:: PROVIDED ENTRIES ::

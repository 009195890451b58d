//! Snapshot system: queries the ECS world and builds a complete
//! GameStateSnapshot. Read-only — it never modifies the world.

use hecs::World;

use wardkeep_core::components::{Body, Health, Weapon};
use wardkeep_core::types::{Position, SimTime};

use crate::components::{Enemy, King, Projectile, Tower};
use crate::enums::{GameMode, GamePhase};
use crate::events::GameEvent;
use crate::state::*;
use crate::systems::director::{Director, Economy};

pub fn build_snapshot(
    world: &World,
    time: &SimTime,
    mode: GameMode,
    phase: GamePhase,
    director: &Director,
    economy: &Economy,
    events: Vec<GameEvent>,
) -> GameStateSnapshot {
    GameStateSnapshot {
        time: *time,
        mode,
        phase,
        wave: director.wave,
        day: director.day,
        gold: economy.gold,
        build_ticks_remaining: if phase == GamePhase::Build {
            director.build_ticks
        } else {
            0
        },
        king: build_king(world),
        towers: build_towers(world),
        enemies: build_enemies(world),
        projectiles: build_projectiles(world),
        events,
    }
}

fn build_king(world: &World) -> KingView {
    world
        .query::<(&King, &Position, &Body, &Health, &Weapon)>()
        .iter()
        .next()
        .map(|(_, (_, pos, body, health, weapon))| KingView {
            position: *pos,
            radius: body.radius,
            health: health.current,
            max_health: health.max,
            cooldown: weapon.cooldown,
        })
        .unwrap_or_default()
}

fn build_towers(world: &World) -> Vec<TowerView> {
    world
        .query::<(&Tower, &Position, &Weapon)>()
        .iter()
        .map(|(_, (tower, pos, weapon))| TowerView {
            position: *pos,
            range: tower.range,
            cooldown: weapon.cooldown,
        })
        .collect()
}

fn build_enemies(world: &World) -> Vec<EnemyView> {
    world
        .query::<(&Enemy, &Position, &Body, &Health)>()
        .iter()
        .map(|(_, (_, pos, body, health))| EnemyView {
            position: *pos,
            radius: body.radius,
            health: health.current,
            max_health: health.max,
        })
        .collect()
}

fn build_projectiles(world: &World) -> Vec<ProjectileView> {
    world
        .query::<(&Projectile, &Position, &Body)>()
        .iter()
        .map(|(_, (projectile, pos, body))| ProjectileView {
            position: *pos,
            radius: body.radius,
            source: projectile.source,
        })
        .collect()
}
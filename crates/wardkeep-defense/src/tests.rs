//! Tests for the tower-defense engine: combat core, director, economy,
//! and round lifecycle.

use hecs::World;

use wardkeep_core::components::{Body, Health, Weapon};
use wardkeep_core::types::{Arena, Position, Velocity};

use crate::commands::PlayerCommand;
use crate::components::{Enemy, Projectile, Tower};
use crate::config::{Ruleset, SimConfig};
use crate::constants::*;
use crate::engine::GameEngine;
use crate::enums::{GameMode, GamePhase, ProjectileSource, RoundOutcome};
use crate::events::GameEvent;
use crate::systems;
use crate::systems::director::{Director, Economy};

fn stationary_enemy(world: &mut World, at: Position) -> hecs::Entity {
    world.spawn((
        Enemy {
            target: at,
            speed: ENEMY_SPEED,
            bounty: ENEMY_BOUNTY,
        },
        at,
        Body {
            radius: ENEMY_RADIUS,
        },
        Health::full(ENEMY_MAX_HEALTH),
    ))
}

fn tower_projectile(world: &mut World, at: Position, velocity: Velocity) -> hecs::Entity {
    world.spawn((
        Projectile {
            damage: TOWER_SHOT_DAMAGE,
            source: ProjectileSource::Tower,
        },
        at,
        velocity,
        Body {
            radius: TOWER_SHOT_RADIUS,
        },
    ))
}

// ---- Combat core ----

#[test]
fn test_tower_selects_nearest_in_range() {
    // Enemies at distances 180, 90, and 140 with range 150: the one at
    // 90 must win, the out-of-range one must never be considered.
    let mut world = World::new();
    let from = Position::new(0.0, 0.0);
    let candidates = vec![
        (world.spawn(()), Position::new(180.0, 0.0)),
        (world.spawn(()), Position::new(0.0, 90.0)),
        (world.spawn(()), Position::new(140.0, 0.0)),
    ];
    let target = systems::combat::nearest_in_range(&from, TOWER_RANGE, &candidates).unwrap();
    assert_eq!(target, Position::new(0.0, 90.0));
}

#[test]
fn test_tower_ignores_out_of_range() {
    let mut world = World::new();
    let from = Position::new(0.0, 0.0);
    let candidates = vec![(world.spawn(()), Position::new(150.0, 0.0))];
    // Exactly at range is out of range: the comparison is strict.
    assert!(systems::combat::nearest_in_range(&from, TOWER_RANGE, &candidates).is_none());
}

#[test]
fn test_tower_fires_when_cooldown_elapses() {
    let mut world = World::new();
    crate::world_setup::spawn_tower(&mut world, Position::new(0.0, 0.0));
    stationary_enemy(&mut world, Position::new(90.0, 0.0));

    // Fresh towers are ready: one projectile, cooldown reset to delay.
    systems::combat::run(&mut world);
    assert_eq!(world.query::<&Projectile>().iter().count(), 1);
    let cooldown = world
        .query::<(&Tower, &Weapon)>()
        .iter()
        .next()
        .map(|(_, (_, weapon))| weapon.cooldown)
        .unwrap();
    assert_eq!(cooldown, TOWER_SHOT_DELAY);

    // The next shot comes exactly when the cooldown ticks back to zero.
    for _ in 0..TOWER_SHOT_DELAY - 1 {
        systems::combat::run(&mut world);
        assert_eq!(world.query::<&Projectile>().iter().count(), 1);
    }
    systems::combat::run(&mut world);
    assert_eq!(world.query::<&Projectile>().iter().count(), 2);
}

#[test]
fn test_enemy_dies_exactly_at_cumulative_damage() {
    // 50 max health, three 20-damage hits: alive after two, removed on
    // the tick the third lands.
    let mut world = World::new();
    let arena = Arena::new(ARENA_WIDTH, ARENA_HEIGHT);
    let mut economy = Economy::default();
    let mut events = Vec::new();
    let enemy = stationary_enemy(&mut world, Position::new(400.0, 300.0));

    for expected_health in [30, 10] {
        tower_projectile(
            &mut world,
            Position::new(350.0, 300.0),
            Velocity::new(PROJECTILE_SPEED, 0.0),
        );
        for _ in 0..10 {
            systems::projectile::run(&mut world, &arena, &mut economy, &mut events);
        }
        assert_eq!(world.query::<&Projectile>().iter().count(), 0);
        let health = world.get::<&Health>(enemy).unwrap().current;
        assert_eq!(health, expected_health);
    }

    tower_projectile(
        &mut world,
        Position::new(350.0, 300.0),
        Velocity::new(PROJECTILE_SPEED, 0.0),
    );
    let mut removed_at = None;
    for step in 0..10 {
        systems::projectile::run(&mut world, &arena, &mut economy, &mut events);
        if !world.contains(enemy) {
            removed_at = Some(step);
            break;
        }
    }
    // The hit lands on the fifth advance (the 50px gap closes at
    // 8px/tick; 382px is still exactly out of reach) and removal
    // happens on that same tick.
    assert_eq!(removed_at, Some(4));
    assert_eq!(economy.night_earnings, ENEMY_BOUNTY);
    assert!(events.contains(&GameEvent::EnemySlain {
        bounty: ENEMY_BOUNTY
    }));
}

#[test]
fn test_projectile_hits_at_most_one_enemy() {
    // Two overlapping enemies: the projectile damages only the first in
    // scan order and is consumed immediately.
    let mut world = World::new();
    let arena = Arena::new(ARENA_WIDTH, ARENA_HEIGHT);
    let mut economy = Economy::default();
    let mut events = Vec::new();
    let first = stationary_enemy(&mut world, Position::new(400.0, 300.0));
    let second = stationary_enemy(&mut world, Position::new(405.0, 300.0));
    tower_projectile(
        &mut world,
        Position::new(390.0, 300.0),
        Velocity::new(PROJECTILE_SPEED, 0.0),
    );

    systems::projectile::run(&mut world, &arena, &mut economy, &mut events);
    assert_eq!(world.query::<&Projectile>().iter().count(), 0);
    let damaged: Vec<i32> = [first, second]
        .iter()
        .map(|e| world.get::<&Health>(*e).unwrap().current)
        .collect();
    assert_eq!(
        damaged.iter().filter(|h| **h < ENEMY_MAX_HEALTH).count(),
        1,
        "exactly one enemy takes the hit"
    );
}

#[test]
fn test_projectile_leaves_bounds_and_is_removed() {
    let mut world = World::new();
    let arena = Arena::new(ARENA_WIDTH, ARENA_HEIGHT);
    let mut economy = Economy::default();
    let mut events = Vec::new();
    tower_projectile(
        &mut world,
        Position::new(780.0, 300.0),
        Velocity::new(PROJECTILE_SPEED, 0.0),
    );

    let mut lifetime = 0;
    while world.query::<&Projectile>().iter().count() > 0 {
        systems::projectile::run(&mut world, &arena, &mut economy, &mut events);
        lifetime += 1;
        assert!(lifetime < 10, "projectile must leave bounds in finite ticks");
    }
    // No hits along the way.
    assert_eq!(economy.night_earnings, 0);
    assert!(events.is_empty());
}

#[test]
fn test_enemy_projectile_strikes_only_the_king() {
    let mut engine = GameEngine::new(SimConfig::endless(1));
    let king_pos = Position::new(400.0, 300.0);
    // An enemy bolt inbound on the throne, passing nothing else.
    let bolt = crate::world_setup::spawn_projectile(
        engine.world_mut(),
        Position::new(400.0, 200.0),
        king_pos,
        7,
        ProjectileSource::Enemy,
    );
    assert!(bolt.is_some());
    let mut remaining = KING_MAX_HEALTH;
    for _ in 0..20 {
        let snap = engine.tick();
        remaining = snap.king.health;
        if snap.projectiles.is_empty() {
            break;
        }
    }
    assert_eq!(remaining, KING_MAX_HEALTH - 7);
}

:::

== REQUIRED WORK ==
Word for word, repeat the data from its first line through the line with "body, health, weapon))|", including both of those lines and no others.

== RESPONSE BELOW ==
repository 009195890451b58d
//! Snapshot system: queries the ECS world and builds a complete
//! GameStateSnapshot. Read-only — it never modifies the world.

use hecs::World;

use wardkeep_core::components::{Body, Health, Weapon};
use wardkeep_core::types::{Position, SimTime};

use crate::components::{Enemy, King, Projectile, Tower};
use crate::enums::{GameMode, GamePhase};
use crate::events::GameEvent;
use crate::state::*;
use crate::systems::director::{Director, Economy};

pub fn build_snapshot(
    world: &World,
    time: &SimTime,
    mode: GameMode,
    phase: GamePhase,
    director: &Director,
    economy: &Economy,
    events: Vec<GameEvent>,
) -> GameStateSnapshot {
    GameStateSnapshot {
        time: *time,
        mode,
        phase,
        wave: director.wave,
        day: director.day,
        gold: economy.gold,
        build_ticks_remaining: if phase == GamePhase::Build {
            director.build_ticks
        } else {
            0
        },
        king: build_king(world),
        towers: build_towers(world),
        enemies: build_enemies(world),
        projectiles: build_projectiles(world),
        events,
    }
}

fn build_king(world: &World) -> KingView {
    world
        .query::<(&King, &Position, &Body, &Health, &Weapon)>()
        .iter()
        .next()
        .map(|(_, (_, pos, body, health, weapon))| KingView {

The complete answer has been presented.